What is being asked |
Go through the lines below. Copy those with "struct".

Given records |
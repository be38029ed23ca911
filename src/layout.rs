//! On-screen geometry of the board.
//!
//! The engine never looks at this; it exists so a front end can turn a
//! pointer position back into a slot (see [`Board::slot_at_point`]).
//!
//! [`Board::slot_at_point`]: crate::board::Board::slot_at_point

// Grid rows and columns are below BOARD_SIZE and zoom is clamped
#![allow(clippy::cast_possible_truncation, clippy::cast_possible_wrap)]

use crate::board::SlotIndex;

/// Smallest zoom level, in percent.
pub const MIN_ZOOM: u16 = 50;

/// Largest zoom level, in percent.
pub const MAX_ZOOM: u16 = 300;

/// Zoom change per step, in percent.
pub const ZOOM_STEP: u16 = 10;

/// A position in screen units (pixels or terminal cells).
#[derive(Debug, Clone, Copy, PartialEq, Eq, Default)]
pub struct Point {
    /// Horizontal position.
    pub x: i32,
    /// Vertical position.
    pub y: i32,
}

impl Point {
    /// Create a new point.
    #[must_use]
    pub const fn new(x: i32, y: i32) -> Self {
        Self { x, y }
    }
}

/// Width and height in screen units.
#[derive(Debug, Clone, Copy, PartialEq, Eq)]
pub struct Size {
    /// Horizontal extent.
    pub width: i32,
    /// Vertical extent.
    pub height: i32,
}

impl Size {
    /// Create a new size.
    #[must_use]
    pub const fn new(width: i32, height: i32) -> Self {
        Self { width, height }
    }
}

/// An axis-aligned rectangle.
#[derive(Debug, Clone, Copy, PartialEq, Eq)]
pub struct Rect {
    /// Left edge.
    pub x: i32,
    /// Top edge.
    pub y: i32,
    /// Width; the right edge is exclusive.
    pub width: i32,
    /// Height; the bottom edge is exclusive.
    pub height: i32,
}

impl Rect {
    /// Check if `point` lies inside. Left and top edges are inclusive.
    #[must_use]
    pub const fn contains(self, point: Point) -> bool {
        point.x >= self.x
            && point.y >= self.y
            && point.x < self.x + self.width
            && point.y < self.y + self.height
    }
}

/// Where each slot is drawn.
///
/// Slot `(row, col)` sits at `origin + (col, row) * pitch`, with size
/// `extent`. Pitch and extent scale with zoom, the origin does not.
#[derive(Debug, Clone, Copy, PartialEq, Eq)]
pub struct Layout {
    origin: Point,
    pitch: Size,
    extent: Size,
    zoom_percent: u16,
}

impl Layout {
    /// Create a layout at 100 % zoom.
    #[must_use]
    pub const fn new(origin: Point, pitch: Size, extent: Size) -> Self {
        Self {
            origin,
            pitch,
            extent,
            zoom_percent: 100,
        }
    }

    /// Pixel layout: 45 px squares every 50 px, 200 px from the corner.
    #[must_use]
    pub const fn pixels() -> Self {
        Self::new(Point::new(200, 200), Size::new(50, 50), Size::new(45, 45))
    }

    /// Terminal-cell layout used by the interactive front end.
    #[must_use]
    pub const fn terminal() -> Self {
        Self::new(Point::new(2, 6), Size::new(7, 3), Size::new(6, 3))
    }

    /// Same layout at another zoom level, clamped to the supported range.
    #[must_use]
    pub fn with_zoom(mut self, percent: u16) -> Self {
        self.zoom_percent = percent.clamp(MIN_ZOOM, MAX_ZOOM);
        self
    }

    /// Current zoom level in percent.
    #[must_use]
    pub const fn zoom_percent(&self) -> u16 {
        self.zoom_percent
    }

    /// Zoom in by one step.
    pub fn zoom_in(&mut self) {
        *self = self.with_zoom(self.zoom_percent.saturating_add(ZOOM_STEP));
    }

    /// Zoom out by one step.
    pub fn zoom_out(&mut self) {
        *self = self.with_zoom(self.zoom_percent.saturating_sub(ZOOM_STEP));
    }

    /// Screen bounds of a slot. Never empty: every side is at least 1.
    #[must_use]
    pub fn slot_rect(&self, index: SlotIndex) -> Rect {
        let pitch_x = self.scaled(self.pitch.width);
        let pitch_y = self.scaled(self.pitch.height);
        Rect {
            x: self.origin.x + index.col() as i32 * pitch_x,
            y: self.origin.y + index.row() as i32 * pitch_y,
            width: self.scaled(self.extent.width).max(1),
            height: self.scaled(self.extent.height).max(1),
        }
    }

    fn scaled(&self, value: i32) -> i32 {
        value * i32::from(self.zoom_percent) / 100
    }
}

impl Default for Layout {
    fn default() -> Self {
        Self::pixels()
    }
}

Solved exercise |
pub struct Point {
pub struct Size {
pub struct Rect {
pub struct Layout {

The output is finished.